With fiber optic DTS measurements, downhole temperature can be measured during fracturing, shut-in and production to provide continuous and integrated information over the life of the well. Integrated DTS interpretation provides information on fracture/flow distribution to provide key insights into what happened during fracture treatments, identify problems in treatment design and execution, and improve the efficiency of multistage fracture stimulation.
The key component of using temperature measurements for fracturing diagnosis is the interpretation model. A new temperature interpretation model has been developed for fractured well diagnosis to understand flow distribution for multistage fractured horizontal wells using both DTS and conventional production logging tools (PLTs). It uses mathematical models built on mass, momentum and energy conservation of each component (reservoir, fracture, well completion and wellbore) in the system, and the components are linked through boundary conditions.

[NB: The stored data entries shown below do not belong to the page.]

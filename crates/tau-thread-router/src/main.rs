mod cli;
mod commands;

use anyhow::Result;
use clap::Parser;
use tracing_subscriber::{filter::LevelFilter, EnvFilter};

use crate::cli::Cli;
use crate::commands::run_cli;

fn init_tracing() {
    let env_filter = EnvFilter::builder()
        .with_default_directive(LevelFilter::WARN.into())
        .from_env_lossy();

    // stdout carries command JSON.
    tracing_subscriber::fmt()
        .with_env_filter(env_filter)
        .with_writer(std::io::stderr)
        .with_target(false)
        .compact()
        .init();
}

#[tokio::main]
async fn main() -> Result<()> {
    init_tracing();
    let cli = Cli::parse();
    run_cli(cli).await
}
//! Append-only routing decision log and its query surface.
//!
//! Writes are fire-and-forget: a store failure is logged and the decision is
//! dropped, so the log may lose entries during a store outage. Routing never
//! fails because of it.

use std::sync::Arc;

use serde::{Deserialize, Serialize};

use crate::routing_contract::RoutingDecision;
use crate::routing_error::{RoutingEngineResult, ThreadRoutingError};
use crate::routing_store::DecisionLogStore;

pub const DEFAULT_DECISION_QUERY_LIMIT: usize = 50;
pub const MAX_DECISION_QUERY_LIMIT: usize = 500;

#[derive(Debug, Clone, PartialEq, Eq)]
/// Which decisions a query selects.
pub enum DecisionFilter {
    Organization(String),
    Sender {
        sender_identifier: String,
        organization_id: Option<String>,
    },
    Thread(String),
}

impl DecisionFilter {
    pub fn matches(&self, decision: &RoutingDecision) -> bool {
        match self {
            Self::Organization(organization_id) => decision.organization_id == *organization_id,
            Self::Sender {
                sender_identifier,
                organization_id,
            } => {
                decision.sender_identifier == *sender_identifier
                    && organization_id
                        .as_deref()
                        .map_or(true, |org| decision.organization_id == org)
            }
            Self::Thread(thread_id) => decision.thread_id.as_deref() == Some(thread_id.as_str()),
        }
    }
}

#[derive(Debug, Clone, PartialEq, Eq)]
pub struct DecisionQuery {
    pub filter: DecisionFilter,
    pub limit: usize,
    /// Opaque continuation token from a previous [`DecisionPage`].
    pub cursor: Option<String>,
}

impl DecisionQuery {
    pub fn new(filter: DecisionFilter, limit: usize) -> Self {
        Self {
            filter,
            limit,
            cursor: None,
        }
    }

    pub fn with_cursor(mut self, cursor: Option<String>) -> Self {
        self.cursor = cursor;
        self
    }

    /// Decodes the cursor into the store's entry sequence.
    pub fn cursor_sequence(&self) -> RoutingEngineResult<Option<u64>> {
        let Some(raw) = self.cursor.as_deref().map(str::trim) else {
            return Ok(None);
        };
        if raw.is_empty() {
            return Ok(None);
        }
        raw.parse::<u64>().map(Some).map_err(|_| {
            ThreadRoutingError::InvalidMessage(format!("invalid decision cursor '{raw}'"))
        })
    }
}

#[derive(Debug, Clone, Default, Serialize, Deserialize, PartialEq)]
#[serde(rename_all = "camelCase")]
pub struct DecisionPage {
    pub decisions: Vec<RoutingDecision>,
    #[serde(default, skip_serializing_if = "Option::is_none")]
    pub next_cursor: Option<String>,
}

/// Writer and reader over a [`DecisionLogStore`].
#[derive(Clone)]
pub struct DecisionLog {
    store: Arc<dyn DecisionLogStore>,
    default_limit: usize,
    max_limit: usize,
}

impl DecisionLog {
    pub fn new(store: Arc<dyn DecisionLogStore>) -> Self {
        Self::with_limits(
            store,
            DEFAULT_DECISION_QUERY_LIMIT,
            MAX_DECISION_QUERY_LIMIT,
        )
    }

    pub fn with_limits(
        store: Arc<dyn DecisionLogStore>,
        default_limit: usize,
        max_limit: usize,
    ) -> Self {
        let max_limit = max_limit.max(1);
        Self {
            store,
            default_limit: default_limit.clamp(1, max_limit),
            max_limit,
        }
    }

    /// Best-effort append; returns whether the store accepted the entry.
    pub async fn record(&self, decision: RoutingDecision) -> bool {
        let message_id = decision.message_id.clone();
        let method = decision.method;
        match self.store.append_decision(decision).await {
            Ok(()) => true,
            Err(error) => {
                tracing::warn!(
                    message_id = %message_id,
                    method = method.as_str(),
                    error = %error,
                    "routing decision dropped: decision log write failed"
                );
                false
            }
        }
    }

    pub async fn by_organization(
        &self,
        organization_id: &str,
        limit: Option<usize>,
        cursor: Option<String>,
    ) -> RoutingEngineResult<DecisionPage> {
        self.query(
            DecisionFilter::Organization(organization_id.to_string()),
            limit,
            cursor,
        )
        .await
    }

    pub async fn by_sender(
        &self,
        sender_identifier: &str,
        organization_id: Option<&str>,
        limit: Option<usize>,
        cursor: Option<String>,
    ) -> RoutingEngineResult<DecisionPage> {
        self.query(
            DecisionFilter::Sender {
                sender_identifier: sender_identifier.trim().to_string(),
                organization_id: organization_id.map(str::to_string),
            },
            limit,
            cursor,
        )
        .await
    }

    pub async fn by_thread(
        &self,
        thread_id: &str,
        limit: Option<usize>,
        cursor: Option<String>,
    ) -> RoutingEngineResult<DecisionPage> {
        self.query(DecisionFilter::Thread(thread_id.to_string()), limit, cursor)
            .await
    }

    pub async fn query(
        &self,
        filter: DecisionFilter,
        limit: Option<usize>,
        cursor: Option<String>,
    ) -> RoutingEngineResult<DecisionPage> {
        let limit = self.effective_limit(limit);
        let query = DecisionQuery::new(filter, limit).with_cursor(cursor);
        self.store.query_decisions(&query).await
    }

    fn effective_limit(&self, requested: Option<usize>) -> usize {
        requested
            .filter(|limit| *limit > 0)
            .unwrap_or(self.default_limit)
            .min(self.max_limit)
    }
}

Using this approach, assumed properties of the flow field are input to generate pressure, velocity and temperature distributions. There are three steps in the interpretation procedure workflow. After initial evaluation to eliminate the nonproducing clusters and roughly assign the flow rate to reduce the computation time, the models are used to calculate the temperature distribution and compare the calculated temperature with the measured temperature. When the temperature is matched, the last step is confirming that the total rate interpreted is consistent with the surface-measured rate.
The core procedure in the interpretation workflow is the second part, local temperature matching. The objective is to match the simulation temperature with the measured temperature at each producing fracture location. This is performed independently fracture by fracture. A gradient-based inversion algorithm method is used to invert the flow profile from the temperature measurements.
Field cases from the Eagle Ford and the Marcellus shale formations illustrate how these models can be used to generate fracture/flow distribution in multistage fractured horizontal wells. The Eagle Ford well used temperature measurements from PLTs, and the Marcellus well used DTS measurements from a permanent fiber optic cable installed in the wellbore. The results show that temperature measurement is a comprehensive tool for fracture diagnosis.
Eagle Ford Case Study
The interpretation modeling approach was first applied to interpret data acquired by PLTs during the production of an Eagle Ford gas well. The well was fractured with 15 stages and each stage had four clusters. The fracture spacing was 77 feet (75-foot cluster spacing with a two-foot perforating zone). Figure 1A shows the Eagle Ford well’s trajectory and Figure 1B shows the Marcellus well’s trajectory. Each triangle along the well represents the location of a perforation cluster and each fracture stage is color-coded.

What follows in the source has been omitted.